C’était bien le visage de mon père, en effet, mais ce n’était ni sa voix, ni son regard.

– Toi ! a-t-il craché.

Il me regardait comme si j’avais été Jack l'Éventreur.

– Toi… a-t-il répété.

Il a mis pied à terre, a extirpé une clef anglaise grosse comme son avant-bras de la mallette à l’arrière de la selle de cuir, et s’est avancé, menaçant.

– Comment oses-tu remettre les pieds ici…

Il a levé la clef comme on lève une matraque, prêt à me l’abattre sans regret sur la tête. J’ai laissé échapper La Guerre des mondes (que je tenais toujours en main) et je me suis sauvé sans demander mon reste pour ne m’arrêter, haletant, qu’en haut de la rue.

Derrière moi, mon père – qui, la veille encore, m’avait offert un MacDo/ciné mémorable à l’occasion de la sortie en salle en 3D de Abraham Lincoln : Chasseur de vampires – courait à ma rencontre, une expression de fauve sur le visage.

Il avait l’air beaucoup moins rigolo que les créatures aux dents pointues du film.

– Mais papa, regarde-moi : je suis ton fils ! lui ai-je crié.

Pour toute réponse, papa chéri m’a lancé la clef de toutes ses forces, avec la ferme intention d’atteindre le sommet de mon crâne. J’ai fait un écart, la clef a fini sa course – Boïng ! – contre le panneau stop du croisement.
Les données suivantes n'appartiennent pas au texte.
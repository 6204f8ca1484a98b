//! Response collection: turns per-row generations into output cells.
//!
//! Failures stay inside the row. An empty generation or unparseable JSON
//! degrades that row to null labels plus a reason; it never aborts the batch.

use indicatif::{ProgressBar, ProgressStyle};
use serde::Deserialize;
use tracing::debug;

use crate::llm_client::strip_json_fences;
use crate::rubric::ResponseContract;

/// Reason recorded when the structured contract gets no generation for a row.
pub const EMPTY_OUTPUT_REASON: &str = "LLM returned empty output";
/// Label recorded when the free-text contract gets no generation for a row.
pub const EMPTY_OUTPUT_LABEL: &str = "ERROR:EMPTY_OUTPUT";

/// The six-field classification the structured contract asks for.
#[derive(Debug, Clone, PartialEq, Eq, Deserialize)]
pub struct VoiceLabels {
    pub individual_voice: bool,
    pub collective_voice: bool,
    pub internal_deliberation: bool,
    pub align_with_company: bool,
    pub none_of_the_above: bool,
    pub reason: String,
}

/// Outcome for a single row.
#[derive(Debug, Clone, PartialEq, Eq)]
pub enum RowLabels {
    Structured {
        /// Trimmed generation, or empty when nothing was generated.
        raw: String,
        /// Parsed labels, or the reason they are missing.
        parsed: Result<VoiceLabels, String>,
    },
    FreeText {
        label: String,
    },
}

impl RowLabels {
    /// Interprets one structured generation.
    pub fn structured(output: Option<&str>) -> Self {
        let Some(text) = output else {
            return RowLabels::Structured {
                raw: String::new(),
                parsed: Err(EMPTY_OUTPUT_REASON.to_string()),
            };
        };

        let raw = text.trim().to_string();
        let parsed = serde_json::from_str::<VoiceLabels>(strip_json_fences(&raw))
            .map_err(|e| format!("JSON parse error: {e}"));

        RowLabels::Structured { raw, parsed }
    }

    /// Interprets one free-text generation.
    pub fn free_text(output: Option<&str>) -> Self {
        RowLabels::FreeText {
            label: output
                .map(|t| t.trim().to_string())
                .unwrap_or_else(|| EMPTY_OUTPUT_LABEL.to_string()),
        }
    }

    /// True when the row produced usable labels.
    pub fn is_labeled(&self) -> bool {
        match self {
            RowLabels::Structured { parsed, .. } => parsed.is_ok(),
            RowLabels::FreeText { label } => label != EMPTY_OUTPUT_LABEL,
        }
    }

    /// True when the model produced nothing for this row.
    pub fn is_empty_output(&self) -> bool {
        match self {
            RowLabels::Structured { raw, parsed } => {
                raw.is_empty()
                    && parsed.as_ref().err().map(String::as_str) == Some(EMPTY_OUTPUT_REASON)
            }
            RowLabels::FreeText { label } => label == EMPTY_OUTPUT_LABEL,
        }
    }

    /// Output cells, aligned with `ResponseContract::output_columns()`.
    /// Booleans render as `True`/`False`; missing labels as empty cells.
    pub fn cells(&self) -> Vec<String> {
        match self {
            RowLabels::Structured { raw, parsed } => {
                let mut cells = Vec::with_capacity(7);
                cells.push(raw.clone());
                match parsed {
                    Ok(labels) => {
                        cells.extend(
                            [
                                labels.individual_voice,
                                labels.collective_voice,
                                labels.internal_deliberation,
                                labels.align_with_company,
                                labels.none_of_the_above,
                            ]
                            .into_iter()
                            .map(render_bool),
                        );
                        cells.push(labels.reason.clone());
                    }
                    Err(reason) => {
                        cells.extend(std::iter::repeat(String::new()).take(5));
                        cells.push(reason.clone());
                    }
                }
                cells
            }
            RowLabels::FreeText { label } => vec![label.clone()],
        }
    }
}

fn render_bool(value: bool) -> String {
    let rendered = if value { "True" } else { "False" };
    rendered.to_string()
}

/// Collects every generation in input order under the given contract.
pub fn collect_labels(contract: ResponseContract, outputs: &[Option<String>]) -> Vec<RowLabels> {
    let progress = ProgressBar::new(outputs.len() as u64);
    if let Ok(style) = ProgressStyle::with_template("{msg}: {bar:40} {pos}/{len} [{elapsed_precise}]")
    {
        progress.set_style(style);
    }
    progress.set_message("Collecting labels");

    let rows = outputs
        .iter()
        .enumerate()
        .map(|(row, output)| {
            let labels = match contract {
                ResponseContract::Structured => RowLabels::structured(output.as_deref()),
                ResponseContract::FreeText => RowLabels::free_text(output.as_deref()),
            };
            if let RowLabels::Structured { parsed: Err(reason), .. } = &labels {
                debug!("Row {}: {}", row, reason);
            }
            progress.inc(1);
            labels
        })
        .collect();

    progress.finish_and_clear();
    rows
}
J’ai repris la fuite, galopant à perdre haleine, tournant à droite dans l’avenue avant de plonger, sur la droite encore, dans la zone piétonnière de mon quartier, un labyrinthe de ruelles commerçantes et un gigantesque marché couvert. Mon père m’a poursuivi un bon moment – j’entendais le bruit de sa course derrière mon dos – mais j’étais plus agile, je me faufilais mieux, j’ai fini par le semer.

Je me suis assis un moment sur un banc, dans un square coincé entre le marché couvert et la Promenade des Cygnes, histoire de récupérer. L’enseigne du centre commercial projetait la lumière rougeâtre de ses néons sur les arbres et les allées du square. Pour un peu, si l’humeur avait été au rendez-vous, on se serait cru plongé dans l’une des nombreuses histoires sidérantes de Chroniques martiennes.

Chroniques martiennes… Encore un bouquin chipé dans la bibliothèque familiale, enfin, quand j’avais encore une famille.

Ce devait être dans une autre vie…

Je me suis levé, la tête vide, et j’ai marché à l’aveuglette.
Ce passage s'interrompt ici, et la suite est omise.